Your job is to retype the whole listing exactly.

#### EXERCISE INPUT
= Beginning of Section =
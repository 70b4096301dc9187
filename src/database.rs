//! PostgreSQL connection pool.
use sqlx::PgPool;
use sqlx::postgres::PgPoolOptions;

use crate::config::Postgres;

pub const DEFAULT_CREDENTIALS: &str = "postgres";
pub const DEFAULT_DATABASE_NAME: &str = "social_login";
pub const DEFAULT_POOL_SIZE: u32 = 10;

/// Custom db structure to pass to Axum.
#[derive(Clone, Debug)]
pub struct Database {
    pub postgres: PgPool,
}

impl Database {
    /// Init database connections.
    pub async fn new(
        hostname: &str,
        username: &str,
        password: &str,
        db: &str,
        pool: u32,
    ) -> Result<Self, sqlx::Error> {
        let addr = format!("postgres://{username}:{password}@{hostname}/{db}");
        let pool = PgPoolOptions::new().max_connections(pool);
        let postgres = pool.connect(&addr).await?;

        tracing::info!(%hostname, %db, "postgres connected");

        Ok(Self { postgres })
    }

    /// Connect using the `postgres` configuration entry, applying defaults.
    pub async fn from_config(config: &Postgres) -> Result<Self, sqlx::Error> {
        Self::new(
            &config.address,
            config.username.as_deref().unwrap_or(DEFAULT_CREDENTIALS),
            config.password.as_deref().unwrap_or(DEFAULT_CREDENTIALS),
            config.database.as_deref().unwrap_or(DEFAULT_DATABASE_NAME),
            config.pool_size.unwrap_or(DEFAULT_POOL_SIZE),
        )
        .await
    }

    /// Execute migration scripts.
    pub async fn migrate(&self) -> Result<(), sqlx::migrate::MigrateError> {
        sqlx::migrate!().run(&self.postgres).await
    }
}
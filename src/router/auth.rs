//! Login flow: prompt, provider redirect, callback and logout.

use axum::extract::{Path, Query, State};
use axum::http::{HeaderMap, StatusCode};
use axum::response::{Redirect, Response};
use serde::Deserialize;
use tower_sessions::Session;
use url::form_urlencoded;

use crate::AppState;
use crate::auth::{
    LoginView, OAUTH_STATE_KEY, RETURN_TO_KEY, sanitize_redirect, serialize_user,
};
use crate::error::{Result, ServerError};

const LOGIN_ROUTE: &str = "/login";

#[derive(Debug, Default, Deserialize)]
pub struct LoginQuery {
    pub redirect: Option<String>,
}

#[derive(Debug, Default, Deserialize)]
pub struct CallbackQuery {
    pub code: Option<String>,
    pub state: Option<String>,
    pub error: Option<String>,
    pub error_description: Option<String>,
}

/// `GET /login`.
pub async fn login(
    State(state): State<AppState>,
    Query(query): Query<LoginQuery>,
    headers: HeaderMap,
) -> Response {
    LoginView::new(&sanitize_redirect(query.redirect.as_deref()))
        .providers(state.authenticator.providers())
        .render(&headers, StatusCode::OK)
}

/// `GET /auth/{provider}`, send the browser to the provider.
pub async fn authorize(
    State(state): State<AppState>,
    Path(provider): Path<String>,
    Query(query): Query<LoginQuery>,
    session: Session,
) -> Result<Redirect> {
    let authorization = state.authenticator.authorize(&provider)?;

    session.insert(OAUTH_STATE_KEY, &authorization.state).await?;
    session
        .insert(RETURN_TO_KEY, sanitize_redirect(query.redirect.as_deref()))
        .await?;

    Ok(Redirect::to(authorization.url.as_str()))
}

/// `GET /auth/{provider}/callback`, back from the provider.
pub async fn callback(
    State(state): State<AppState>,
    Path(provider): Path<String>,
    Query(query): Query<CallbackQuery>,
    session: Session,
) -> Result<Redirect> {
    state.authenticator.strategy(&provider)?;

    // A state is only valid once.
    let expected = session.remove::<String>(OAUTH_STATE_KEY).await?;

    if let Some(error) = query.error {
        tracing::warn!(
            %provider,
            %error,
            description = query.error_description.as_deref().unwrap_or_default(),
            "provider refused login"
        );
        metrics::counter!("oauth_logins_total", "provider" => provider, "outcome" => "denied")
            .increment(1);

        // Retrying from the prompt still lands on the requested page.
        let return_to = session
            .remove::<String>(RETURN_TO_KEY)
            .await?
            .unwrap_or_else(|| sanitize_redirect(None));
        let return_to: String =
            form_urlencoded::byte_serialize(return_to.as_bytes()).collect();
        return Ok(Redirect::to(&format!("{LOGIN_ROUTE}?redirect={return_to}")));
    }

    let (Some(code), Some(returned)) = (query.code, query.state) else {
        return Err(ServerError::InvalidState);
    };
    if expected.as_deref() != Some(returned.as_str()) {
        tracing::warn!(%provider, "OAuth state mismatch");
        return Err(ServerError::InvalidState);
    }

    let return_to = session
        .remove::<String>(RETURN_TO_KEY)
        .await?
        .unwrap_or_else(|| sanitize_redirect(None));

    let user = match state.authenticator.authenticate(&provider, &code).await {
        Ok(user) => user,
        Err(err) => {
            metrics::counter!("oauth_logins_total", "provider" => provider, "outcome" => "failure")
                .increment(1);
            return Err(err);
        },
    };

    serialize_user(&session, &user).await?;

    metrics::counter!("oauth_logins_total", "provider" => provider, "outcome" => "success")
        .increment(1);
    tracing::info!(user_id = user.id, "user logged in");

    Ok(Redirect::to(&return_to))
}

/// `GET|POST /logout`.
pub async fn logout(session: Session) -> Result<Redirect> {
    crate::auth::logout(&session).await?;
    Ok(Redirect::to("/"))
}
= End of Section =
#### FINISHED TASK
repository 70b4096301dc9187
filename src/database.rs
//! PostgreSQL connection pool.
use sqlx::PgPool;
use sqlx::postgres::PgPoolOptions;

use crate::config::Postgres;

pub const DEFAULT_CREDENTIALS: &str = "postgres";
pub const DEFAULT_DATABASE_NAME: &str = "social_login";
pub const DEFAULT_POOL_SIZE: u32 = 10;

/// Custom db structure to pass to Axum.
#[derive(Clone, Debug)]
pub struct Database {
    pub postgres: PgPool,
}

impl Database {
    /// Init database connections.
    pub async fn new(
        hostname: &str,
        username: &str,
        password: &str,
        db: &str,
        pool: u32,
    ) -> Result<Self, sqlx::Error> {
        let addr = format!("postgres://{username}:{password}@{hostname}/{db}");
        let pool = PgPoolOptions::new().max_connections(pool);
        let postgres = pool.connect(&addr).await?;

        tracing::info!(%hostname, %db, "postgres connected");

        Ok(Self { postgres })
    }

    /// Connect using the `postgres` configuration entry, applying defaults.
    pub async fn from_config(config: &Postgres) -> Result<Self, sqlx::Error> {
        Self::new(
            &config.address,
            config.username.as_deref().unwrap_or(DEFAULT_CREDENTIALS),
            config.password.as_deref().unwrap_or(DEFAULT_CREDENTIALS),
            config.database.as_deref().unwrap_or(DEFAULT_DATABASE_NAME),
            config.pool_size.unwrap_or(DEFAULT_POOL_SIZE),
        )
        .await
    }

    /// Execute migration scripts.
    pub async fn migrate(&self) -> Result<(), sqlx::migrate::MigrateError> {
        sqlx::migrate!().run(&self.postgres).await
    }
}
filename src/router/auth.rs
//! Login flow: prompt, provider redirect, callback and logout.

use axum::extract::{Path, Query, State};
use axum::http::{HeaderMap, StatusCode};
use axum::response::{Redirect, Response};
use serde::Deserialize;
use tower_sessions::Session;
use url::form_urlencoded;

use crate::AppState;
use crate::auth::{
    LoginView, OAUTH_STATE_KEY, RETURN_TO_KEY, sanitize_redirect, serialize_user,
};
use crate::error::{Result, ServerError};

const LOGIN_ROUTE: &str = "/login";

#[derive(Debug, Default, Deserialize)]
pub struct LoginQuery {
    pub redirect: Option<String>,
}

#[derive(Debug, Default, Deserialize)]
pub struct CallbackQuery {
    pub code: Option<String>,
    pub state: Option<String>,
    pub error: Option<String>,
    pub error_description: Option<String>,
}

/// `GET /login`.
pub async fn login(
    State(state): State<AppState>,
    Query(query): Query<LoginQuery>,
    headers: HeaderMap,
) -> Response {
    LoginView::new(&sanitize_redirect(query.redirect.as_deref()))
        .providers(state.authenticator.providers())
        .render(&headers, StatusCode::OK)
}

/// `GET /auth/{provider}`, send the browser to the provider.
pub async fn authorize(
    State(state): State<AppState>,
    Path(provider): Path<String>,
    Query(query): Query<LoginQuery>,
    session: Session,
) -> Result<Redirect> {
    let authorization = state.authenticator.authorize(&provider)?;

    session.insert(OAUTH_STATE_KEY, &authorization.state).await?;
    session
        .insert(RETURN_TO_KEY, sanitize_redirect(query.redirect.as_deref()))
        .await?;

    Ok(Redirect::to(authorization.url.as_str()))
}

/// `GET /auth/{provider}/callback`, back from the provider.
pub async fn callback(
    State(state): State<AppState>,
    Path(provider): Path<String>,
    Query(query): Query<CallbackQuery>,
    session: Session,
) -> Result<Redirect> {
    state.authenticator.strategy(&provider)?;

    // A state is only valid once.
    let expected = session.remove::<String>(OAUTH_STATE_KEY).await?;

    if let Some(error) = query.error {
        tracing::warn!(
            %provider,
            %error,
            description = query.error_description.as_deref().unwrap_or_default(),
            "provider refused login"
        );
        metrics::counter!("oauth_logins_total", "provider" => provider, "outcome" => "denied")
            .increment(1);

        // Retrying from the prompt still lands on the requested page.
        let return_to = session
            .remove::<String>(RETURN_TO_KEY)
            .await?
            .unwrap_or_else(|| sanitize_redirect(None));
        let return_to: String =
            form_urlencoded::byte_serialize(return_to.as_bytes()).collect();
        return Ok(Redirect::to(&format!("{LOGIN_ROUTE}?redirect={return_to}")));
    }

    let (Some(code), Some(returned)) = (query.code, query.state) else {
        return Err(ServerError::InvalidState);
    };
    if expected.as_deref() != Some(returned.as_str()) {
        tracing::warn!(%provider, "OAuth state mismatch");
        return Err(ServerError::InvalidState);
    }

    let return_to = session
        .remove::<String>(RETURN_TO_KEY)
        .await?
        .unwrap_or_else(|| sanitize_redirect(None));

    let user = match state.authenticator.authenticate(&provider, &code).await {
        Ok(user) => user,
        Err(err) => {
            metrics::counter!("oauth_logins_total", "provider" => provider, "outcome" => "failure")
                .increment(1);
            return Err(err);
        },
    };

    serialize_user(&session, &user).await?;

    metrics::counter!("oauth_logins_total", "provider" => provider, "outcome" => "success")
        .increment(1);
    tracing::info!(user_id = user.id, "user logged in");

    Ok(Redirect::to(&return_to))
}

/// `GET|POST /logout`.
pub async fn logout(session: Session) -> Result<Redirect> {
    crate::auth::logout(&session).await?;
    Ok(Redirect::to("/"))
}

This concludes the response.